Sholokhov in this telling forced his way into literary greatness, but his early, genuine talent, his ability to turn fragments into “a grand tapestry,” was ultimately paralyzed by the weight of expectation, Joseph Stalin’s hovering interest in the writer and alcoholism.
The hostility toward Sholokhov, old and deep, was never just a matter of suspected plagiarism. As his writing juices ossified, his political bile in defense of Soviet orthodoxy filled his cheeks. Late Sholokhov is remembered as a Soviet hack — a “patsy of the regime,” as Salman Rushdie put it — who turned on young dissident writers, and as an ungenerous crank who pronounced himself the first Soviet writer to win the Nobel Prize in literature, as if Boris Pasternak, dismissed as an “internal emigre,” had not existed.
He was a regime mouthpiece, but he had been other things too, as Boeck reminds us in his subtle, engaging portrait. In publicly advocating for the release of men wrongfully imprisoned during the Great Terror, Sholokhov exhibited extraordinary bravery when others — almost everyone, in fact — was overwhelmed by fear; ultimately, however, he would lose his conscience in the stupor of vodka and vanity.
“Literature will avenge itself as it metes our vengeance upon all who retreat from the difficult obligations that come with it,” Lydia Chukovskaya wrote in an open letter to Sholokhov after he condemned two writers who were sentenced to prison terms for their “anti-Soviet agenda.”
Chukovskaya, from a preeminent Moscow literary family, said Sholokhov would be sentenced to the “highest form of punishment there is for an artist — creative sterility.” At that point in 1966, the sentence had already been long at work.
Boeck begins his biography in 1922 with Sholokhov, about age 17, facing execution for falsifying grain-harvesting records to protect farmers, a punishment he escaped when his father bribed a local priest to change a baptismal certificate so the young man was deemed a minor under Soviet law. Boeck has next to nothing to say, except for a brief footnote, about Sholokhov’s parents and early life in the Don River valley, as “almost all accounts of his childhood are either saccharine or selective.” But he does observe that Sholokhov’s family was non-Cossack, which meant “he would have been surrounded by Cossack culture but separated from the Cossack community by juridical and caste boundaries. . . . This simultaneous proximity and distance served him well while working on ‘Quiet Don,’ ” as the novel is called in Russian.
Sholokhov met Stalin in 1931 as he was dealing with critics and editors who questioned the ideological purity of the third volume, given its setting among counterrevolutionaries. The Soviet leader, an enthusiastic reader, was clearly a fan of the novel, and Sholokhov became one the dictator’s favored scribes, a stature that allowed his work to be published and ultimately protected him from the purges of intellectuals in the Great Terror.

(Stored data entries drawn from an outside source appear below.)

#[derive(Debug, Clone, Default, PartialEq, Eq)]
pub struct Clipboard {
	payload: Option<String>,
}

impl Clipboard {
	pub fn new() -> Self {
		Self::default()
	}

	pub fn set(&mut self, text: impl Into<String>) {
		self.payload = Some(text.into());
	}

	pub fn get(&self) -> Option<&str> {
		self.payload.as_deref()
	}

	pub fn is_empty(&self) -> bool {
		self.payload.is_none()
	}
}
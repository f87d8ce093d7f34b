use ratatui::buffer::Buffer;
use ratatui::layout::{Constraint, Layout, Rect};
use ratatui::style::{Color, Modifier, Style};
use ratatui::text::{Line, Span};
use ratatui::widgets::{Paragraph, Widget};
use unicode_width::UnicodeWidthStr;

use crate::state::EditorState;

pub(super) struct StatusBarWidget {
	mode:        String,
	status_line: String,
	position:    String,
	prompting:   bool,
}

impl StatusBarWidget {
	pub(super) fn from_state(state: &EditorState) -> Self {
		let mode = match state.overlay() {
			Some(overlay) => format!("{} CTRL", overlay.side.name().to_uppercase()),
			None => "EDIT".to_string(),
		};
		Self {
			mode,
			status_line: state.status_line(),
			position: state.cursor_position_label().unwrap_or_default(),
			prompting: state.prompt.is_some(),
		}
	}

	fn mode_width(&self) -> u16 {
		(self.mode.width() + 2) as u16
	}

	pub(super) fn prompt_cursor(&self, area: Rect) -> Option<(u16, u16)> {
		if !self.prompting || area.width == 0 {
			return None;
		}
		let offset = self.mode_width().saturating_add(1).saturating_add(self.status_line.width() as u16);
		Some((area.x.saturating_add(offset).min(area.right().saturating_sub(1)), area.y))
	}
}

impl Widget for StatusBarWidget {
	fn render(self, area: Rect, buf: &mut Buffer) {
		let position_width = (self.position.width() + 1) as u16;
		let [left, right] =
			Layout::horizontal([Constraint::Min(1), Constraint::Length(position_width.min(area.width))]).areas(area);
		Paragraph::new(Line::from(vec![
			Span::styled(
				format!(" {} ", self.mode),
				Style::default().fg(Color::White).bg(Color::Blue).add_modifier(Modifier::BOLD),
			),
			Span::raw(format!(" {}", self.status_line)),
		]))
		.render(left, buf);
		Paragraph::new(Span::styled(self.position, Style::default().fg(Color::Gray))).render(right, buf);
	}
}
use std::collections::VecDeque;
use std::io::{self, Write};
use std::path::{Path, PathBuf};
use std::string::FromUtf8Error;

use ropey::Rope;
use tempfile::NamedTempFile;
use thiserror::Error;
use tracing::{debug, info};

use crate::clipboard::Clipboard;
use crate::command::{Direction, Horizontal};
use crate::syntax::detect_language;

const MAX_HISTORY_ENTRIES: usize = 256;

#[derive(Debug, Error)]
pub enum BufferError {
	#[error("buffer has no file path")]
	NoPath,
	#[error("read file failed: {}", path.display())]
	Read {
		path:   PathBuf,
		#[source]
		source: io::Error,
	},
	#[error("decode utf-8 failed: {}", path.display())]
	Decode {
		path:   PathBuf,
		#[source]
		source: FromUtf8Error,
	},
	#[error("write file failed: {}", path.display())]
	Write {
		path:   PathBuf,
		#[source]
		source: io::Error,
	},
}

#[derive(Debug, Clone, Copy, PartialEq, Eq, Default)]
pub struct Cursor {
	pub line:   usize,
	pub column: usize,
}

#[derive(Debug, Clone)]
struct HistoryEntry {
	text:   Rope,
	cursor: Cursor,
}

#[derive(Debug, Clone)]
pub struct Buffer {
	text:             Rope,
	saved:            Rope,
	cursor:           Cursor,
	preferred_column: Option<usize>,
	path:             Option<PathBuf>,
	language:         Option<&'static str>,
	history:          VecDeque<HistoryEntry>,
}

impl Default for Buffer {
	fn default() -> Self {
		Self::new()
	}
}

impl Buffer {
	pub fn new() -> Self {
		Self::from_text("")
	}

	pub fn from_text(text: &str) -> Self {
		let text = Rope::from_str(text);
		Self {
			saved: text.clone(),
			text,
			cursor: Cursor::default(),
			preferred_column: None,
			path: None,
			language: None,
			history: VecDeque::new(),
		}
	}

	pub fn open(path: &Path) -> Result<Self, BufferError> {
		let mut buffer = Self::new();
		buffer.load(path)?;
		Ok(buffer)
	}

	pub fn text(&self) -> &Rope {
		&self.text
	}

	pub fn cursor(&self) -> Cursor {
		self.cursor
	}

	pub fn path(&self) -> Option<&Path> {
		self.path.as_deref()
	}

	pub fn language(&self) -> Option<&'static str> {
		self.language
	}

	pub fn set_language(&mut self, language: Option<&'static str>) {
		self.language = language;
	}

	pub fn is_dirty(&self) -> bool {
		self.text != self.saved
	}

	pub fn line_count(&self) -> usize {
		self.text.len_lines()
	}

	pub fn line(&self, index: usize) -> String {
		if index >= self.line_count() {
			return String::new();
		}
		self.text.line(index).slice(..self.line_len(index)).to_string()
	}

	fn line_break(&self, index: usize) -> Option<String> {
		if index >= self.line_count() {
			return None;
		}
		let line_break = self.text.line(index).slice(self.line_len(index)..).to_string();
		(!line_break.is_empty()).then_some(line_break)
	}

	pub fn line_len(&self, index: usize) -> usize {
		let line = self.text.line(index);
		let mut len = line.len_chars();
		if len > 0 && is_line_break(line.char(len - 1)) {
			let last = line.char(len - 1);
			len -= 1;
			if last == '\n' && len > 0 && line.char(len - 1) == '\r' {
				len -= 1;
			}
		}
		len
	}

	pub fn move_cursor(&mut self, direction: Direction) {
		let Cursor { line, column } = self.cursor;
		match direction {
			Direction::Up | Direction::Down => {
				let target = match direction {
					Direction::Up if line > 0 => line - 1,
					Direction::Down if line + 1 < self.line_count() => line + 1,
					_ => return,
				};
				let wanted = *self.preferred_column.get_or_insert(column);
				self.cursor = Cursor { line: target, column: wanted.min(self.line_len(target)) };
			}
			Direction::Left => {
				self.preferred_column = None;
				self.cursor.column = column.saturating_sub(1);
			}
			Direction::Right => {
				self.preferred_column = None;
				self.cursor.column = (column + 1).min(self.line_len(line));
			}
		}
	}

	pub fn move_word(&mut self, direction: Horizontal) {
		let len = self.text.len_chars();
		let mut idx = self.cursor_char_index();
		match direction {
			Horizontal::Right => {
				while idx < len && !is_word_char(self.text.char(idx)) {
					idx += 1;
				}
				while idx < len && is_word_char(self.text.char(idx)) {
					idx += 1;
				}
			}
			Horizontal::Left => {
				while idx > 0 && !is_word_char(self.text.char(idx - 1)) {
					idx -= 1;
				}
				while idx > 0 && is_word_char(self.text.char(idx - 1)) {
					idx -= 1;
				}
			}
		}
		self.preferred_column = None;
		self.set_cursor_char_index(idx);
	}

	pub fn move_line_start(&mut self) {
		self.preferred_column = None;
		self.cursor.column = 0;
	}

	pub fn move_line_end(&mut self) {
		self.preferred_column = None;
		self.cursor.column = self.line_len(self.cursor.line);
	}

	pub fn insert_text(&mut self, text: &str) {
		if text.is_empty() {
			return;
		}
		self.push_history();
		let idx = self.cursor_char_index();
		self.text.insert(idx, text);
		self.preferred_column = None;
		self.set_cursor_char_index(idx + text.chars().count());
	}

	pub fn delete_backward(&mut self) -> bool {
		let end = self.cursor_char_index();
		if end == 0 {
			return false;
		}
		let mut start = end - 1;
		if self.text.char(start) == '\n' && start > 0 && self.text.char(start - 1) == '\r' {
			start -= 1;
		}
		self.push_history();
		self.text.remove(start..end);
		self.preferred_column = None;
		self.set_cursor_char_index(start);
		true
	}

	pub fn delete_forward(&mut self) -> bool {
		let start = self.cursor_char_index();
		let len = self.text.len_chars();
		if start >= len {
			return false;
		}
		let mut end = start + 1;
		if self.text.char(start) == '\r' && end < len && self.text.char(end) == '\n' {
			end += 1;
		}
		self.push_history();
		self.text.remove(start..end);
		self.preferred_column = None;
		self.set_cursor_char_index(start);
		true
	}

	// The last line borrows the break of the line above it.
	pub fn copy(&self, clipboard: &mut Clipboard) {
		let index = self.cursor.line;
		let line_break = self
			.line_break(index)
			.or_else(|| index.checked_sub(1).and_then(|above| self.line_break(above)))
			.unwrap_or_else(|| "\n".to_string());
		let mut line = self.line(index);
		line.push_str(&line_break);
		clipboard.set(line);
	}

	pub fn cut(&mut self, clipboard: &mut Clipboard) {
		self.copy(clipboard);
		let line = self.cursor.line;
		let line_start = self.text.line_to_char(line);
		let range = if line + 1 < self.line_count() {
			line_start..self.text.line_to_char(line + 1)
		} else if line > 0 {
			let break_len =
				if line_start >= 2 && self.text.char(line_start - 2) == '\r' && self.text.char(line_start - 1) == '\n' {
					2
				} else {
					1
				};
			line_start - break_len..self.text.len_chars()
		} else {
			0..self.text.len_chars()
		};
		if range.is_empty() {
			return;
		}

		self.push_history();
		self.text.remove(range);
		let line = line.min(self.line_count() - 1);
		self.cursor = Cursor { line, column: self.cursor.column.min(self.line_len(line)) };
		self.preferred_column = None;
	}

	pub fn paste(&mut self, clipboard: &Clipboard) -> bool {
		match clipboard.get() {
			Some(text) if !text.is_empty() => {
				self.insert_text(text);
				true
			}
			_ => false,
		}
	}

	pub fn undo(&mut self) -> bool {
		let Some(entry) = self.history.pop_back() else {
			return false;
		};
		self.text = entry.text;
		self.cursor = entry.cursor;
		self.preferred_column = None;
		true
	}

	pub fn save(&mut self, path: Option<&Path>) -> Result<(), BufferError> {
		let target = match (path, self.path.as_deref()) {
			(Some(path), _) | (None, Some(path)) => path.to_path_buf(),
			(None, None) => return Err(BufferError::NoPath),
		};
		write_atomically(&self.text, &target).map_err(|source| BufferError::Write { path: target.clone(), source })?;

		info!("saved {} ({} bytes)", target.display(), self.text.len_bytes());
		if path.is_some() {
			self.language = detect_language(&target);
			self.path = Some(target);
		}
		self.saved = self.text.clone();
		Ok(())
	}

	pub fn load(&mut self, path: &Path) -> Result<(), BufferError> {
		let bytes = std::fs::read(path).map_err(|source| BufferError::Read { path: path.to_path_buf(), source })?;
		let text = String::from_utf8(bytes).map_err(|source| BufferError::Decode { path: path.to_path_buf(), source })?;

		debug!("loaded {} ({} bytes)", path.display(), text.len());
		self.text = Rope::from_str(&text);
		self.saved = self.text.clone();
		self.cursor = Cursor::default();
		self.preferred_column = None;
		self.history.clear();
		self.language = detect_language(path);
		self.path = Some(path.to_path_buf());
		Ok(())
	}

	fn cursor_char_index(&self) -> usize {
		self.text.line_to_char(self.cursor.line) + self.cursor.column
	}

	fn set_cursor_char_index(&mut self, idx: usize) {
		let idx = idx.min(self.text.len_chars());
		let line = self.text.char_to_line(idx);
		let column = (idx - self.text.line_to_char(line)).min(self.line_len(line));
		self.cursor = Cursor { line, column };
	}

	fn push_history(&mut self) {
		self.history.push_back(HistoryEntry { text: self.text.clone(), cursor: self.cursor });
		if self.history.len() > MAX_HISTORY_ENTRIES {
			self.history.pop_front();
		}
	}
}

fn is_line_break(c: char) -> bool {
	matches!(c, '\n' | '\r' | '\u{000B}' | '\u{000C}' | '\u{0085}' | '\u{2028}' | '\u{2029}')
}

fn is_word_char(c: char) -> bool {
	c.is_alphanumeric() || c == '_'
}

fn write_atomically(text: &Rope, target: &Path) -> io::Result<()> {
	let parent = match target.parent() {
		Some(parent) if !parent.as_os_str().is_empty() => parent,
		_ => Path::new("."),
	};
	let mut temp_file = NamedTempFile::new_in(parent)?;
	for chunk in text.chunks() {
		temp_file.write_all(chunk.as_bytes())?;
	}
	temp_file.flush()?;
	if let Ok(metadata) = std::fs::metadata(target) {
		temp_file.as_file().set_permissions(metadata.permissions())?;
	}
	temp_file.as_file().sync_all()?;
	temp_file.persist(target).map_err(|err| err.error)?;
	Ok(())
}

But Stalin’s favor also carried the suffocating burden of pleasing the master. Stalin asked him to write a great war novel, a Soviet “War and Peace.”
“Just give it a try,” he said at a dinner in 1942.
Sholokhov was never able to deliver. “The burden of producing a second masterpiece from scratch was crippling,” Boeck writes. “The stakes were too high, the task too daunting. Even if he somehow stumbled onto a cache of sources, there was no recovering the audacity of youth or retrieving the boundless ambition that once propelled him.”
Sholokhov died at home by the Don in 1983, issuing the telling last words, “Where is my CC [Central Committee]? Where is my CC?” as another might seek the intercession of his God. He died diminished, his reputation crippled by the compromises of a venal Soviet man — the writer who deserved the Stalin Prize but never the Nobel.
Boeck forces us to reconsider that biography, at least in part, and that is no small achievement.